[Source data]
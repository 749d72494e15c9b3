//! Physical constants shared by every orbit computation.
//!
//! These are the values the simulation's planet table was tuned against.
//! Changing any of them shifts every percent error in the report.

use qtty::{Kilograms, Meters, Seconds};
use serde::Serialize;

/// Gravitational constant `G` in m³/kg/s².
pub const GRAVITATIONAL_CONSTANT: f64 = 6.674e-11;

/// Solar mass `M☉`.
pub const SOLAR_MASS: Kilograms = Kilograms::new(1.989e30);

/// Astronomical unit (mean Earth–Sun distance).
pub const ASTRONOMICAL_UNIT: Meters = Meters::new(149_597_870_700.0);

/// Length of a mean solar day.
pub const SECONDS_PER_DAY: Seconds = Seconds::new(86_400.0);

/// The constants of a central-body system, grouped for reporting.
#[derive(Debug, Clone, Copy, PartialEq, Serialize)]
pub struct PhysicalConstants {
    pub gravitational_constant: f64,
    pub central_mass: Kilograms,
    pub astronomical_unit: Meters,
}

impl PhysicalConstants {
    /// Standard gravitational parameter `μ = G·M` in m³/s².
    pub fn gm(&self) -> f64 {
        self.gravitational_constant * self.central_mass.value()
    }
}

/// The Sun-centred constants used by the verifier.
pub const SOLAR_SYSTEM: PhysicalConstants = PhysicalConstants {
    gravitational_constant: GRAVITATIONAL_CONSTANT,
    central_mass: SOLAR_MASS,
    astronomical_unit: ASTRONOMICAL_UNIT,
};
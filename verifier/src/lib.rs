//! Orbital parameter verification for the solar system simulation.
//!
//! Recomputes each planet's orbital period (Kepler's third law) and circular
//! orbital speed from its orbit radius, compares them with the values the
//! simulation ships with, and renders a fixed-width pass/fail report.
//!
//! ```
//! use orbit_verify::report::{Verifier, EXIT_SUCCESS};
//!
//! let mut verifier = Verifier::new(Vec::new());
//! assert_eq!(verifier.run().unwrap(), EXIT_SUCCESS);
//! ```

pub mod bodies;
pub mod checks;
pub mod config;
pub mod constants;
pub mod error;
pub mod format;
pub mod orbit;
pub mod report;

pub use bodies::{CelestialBody, PLANETS};
pub use checks::{CheckKind, CheckResult, CheckStatus};
pub use config::VerifierConfig;
pub use error::{VerifyError, VerifyResult};
pub use report::{VerificationReport, Verifier};
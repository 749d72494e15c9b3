use criterion::{criterion_group, criterion_main, BenchmarkId, Criterion};
use std::hint::black_box;
use orbit_verify::checks::{check_periods, check_velocities};
use orbit_verify::orbit::{circular_velocity_ms, orbital_period_days};
use orbit_verify::{Verifier, PLANETS};

fn bench_formulas(c: &mut Criterion) {
    let mut group = c.benchmark_group("orbit_formulas");

    group.bench_function("orbital_period_days", |b| {
        b.iter(|| {
            for i in 0..1000 {
                let a = 5.0e10 + (i as f64 * 1.0e9);
                black_box(orbital_period_days(black_box(a)));
            }
        });
    });

    group.bench_function("circular_velocity_ms", |b| {
        b.iter(|| {
            for i in 0..1000 {
                let a = 5.0e10 + (i as f64 * 1.0e9);
                black_box(circular_velocity_ms(black_box(a)));
            }
        });
    });

    group.finish();
}

fn bench_checks(c: &mut Criterion) {
    let mut group = c.benchmark_group("checks");

    for tolerance in [0.5, 2.0] {
        group.bench_with_input(
            BenchmarkId::new("periods_and_velocities", tolerance),
            &tolerance,
            |b, &tolerance| {
                b.iter(|| {
                    black_box(check_periods(&PLANETS, tolerance));
                    black_box(check_velocities(&PLANETS, tolerance));
                });
            },
        );
    }

    group.finish();
}

fn bench_full_report(c: &mut Criterion) {
    let mut group = c.benchmark_group("report");

    group.bench_function("text", |b| {
        b.iter(|| {
            let mut verifier = Verifier::new(Vec::with_capacity(8 * 1024));
            black_box(verifier.run().unwrap());
        });
    });

    group.bench_function("json", |b| {
        b.iter(|| {
            let mut verifier = Verifier::new(Vec::with_capacity(8 * 1024));
            black_box(verifier.write_json().unwrap());
        });
    });

    group.finish();
}

criterion_group!(benches, bench_formulas, bench_checks, bench_full_report);
criterion_main!(benches);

■ Problem to solve
Copy all lines from the data that hold the word "Serialize".

■ Problem solution
use serde::Serialize;
#[derive(Debug, Clone, Copy, PartialEq, Serialize)]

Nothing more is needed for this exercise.